Segment Start: Recorded information
//! End-to-end tests driving the `warden` binary.
//!
//! Every test gets its own run directory through `WARDEN_RUN_DIR`, so the
//! lock files never collide with a real installation.

mod lifecycle;
mod respawn;

use std::path::{Path, PathBuf};
use std::process::{Command, Output};
use std::thread;
use std::time::{Duration, Instant};
use tempfile::TempDir;

pub const POLL_TIMEOUT: Duration = Duration::from_secs(5);

/// A scratch run directory plus a way to invoke the binary against it.
pub struct Harness {
    pub run_dir: TempDir,
}

impl Harness {
    pub fn new() -> Self {
        Self {
            run_dir: TempDir::new().unwrap(),
        }
    }

    pub fn lock_path(&self) -> PathBuf {
        self.run_dir.path().join("warden.pid")
    }

    pub fn command(&self) -> Command {
        let mut command = Command::new(env!("CARGO_BIN_EXE_warden"));
        command
            .env("WARDEN_RUN_DIR", self.run_dir.path())
            .env("WARDEN_FALLBACK_DIR", self.run_dir.path())
            .env("WARDEN_LOG", "discard")
            .env_remove("WARDEN_CONFIG")
            .env_remove("WARDEN_WORK_SECS")
            .env_remove("WARDEN_RESPAWN_DELAY_MS");
        command
    }

    pub fn run(&self, args: &[&str]) -> Output {
        self.command().args(args).output().unwrap()
    }

    pub fn lock_pid(&self) -> Option<i32> {
        read_pid(&self.lock_path())
    }

    /// Wait for the lock to name a PID.
    pub fn wait_for_lock(&self) -> Option<i32> {
        poll_until(|| self.lock_pid())
    }
}

impl Drop for Harness {
    fn drop(&mut self) {
        // don't leave a daemon behind if an assertion failed midway
        if let Some(pid) = self.lock_pid() {
            let _ = nix::sys::signal::kill(
                nix::unistd::Pid::from_raw(pid),
                nix::sys::signal::Signal::SIGKILL,
            );
        }
    }
}

pub fn read_pid(path: &Path) -> Option<i32> {
    std::fs::read_to_string(path).ok()?.trim().parse().ok()
}

pub fn poll_until<T>(mut check: impl FnMut() -> Option<T>) -> Option<T> {
    let deadline = Instant::now() + POLL_TIMEOUT;
    loop {
        if let Some(value) = check() {
            return Some(value);
        }
        if Instant::now() >= deadline {
            return None;
        }
        thread::sleep(Duration::from_millis(50));
    }
}

pub fn stdout_of(output: &Output) -> String {
    String::from_utf8_lossy(&output.stdout).into_owned()
}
Segment End: Recorded information
**Required work:** Whenever a line includes the word "Some", pull it out of the entries.

**Response:**
        if let Some(pid) = self.lock_pid() {
        if let Some(value) = check() {
            return Some(value);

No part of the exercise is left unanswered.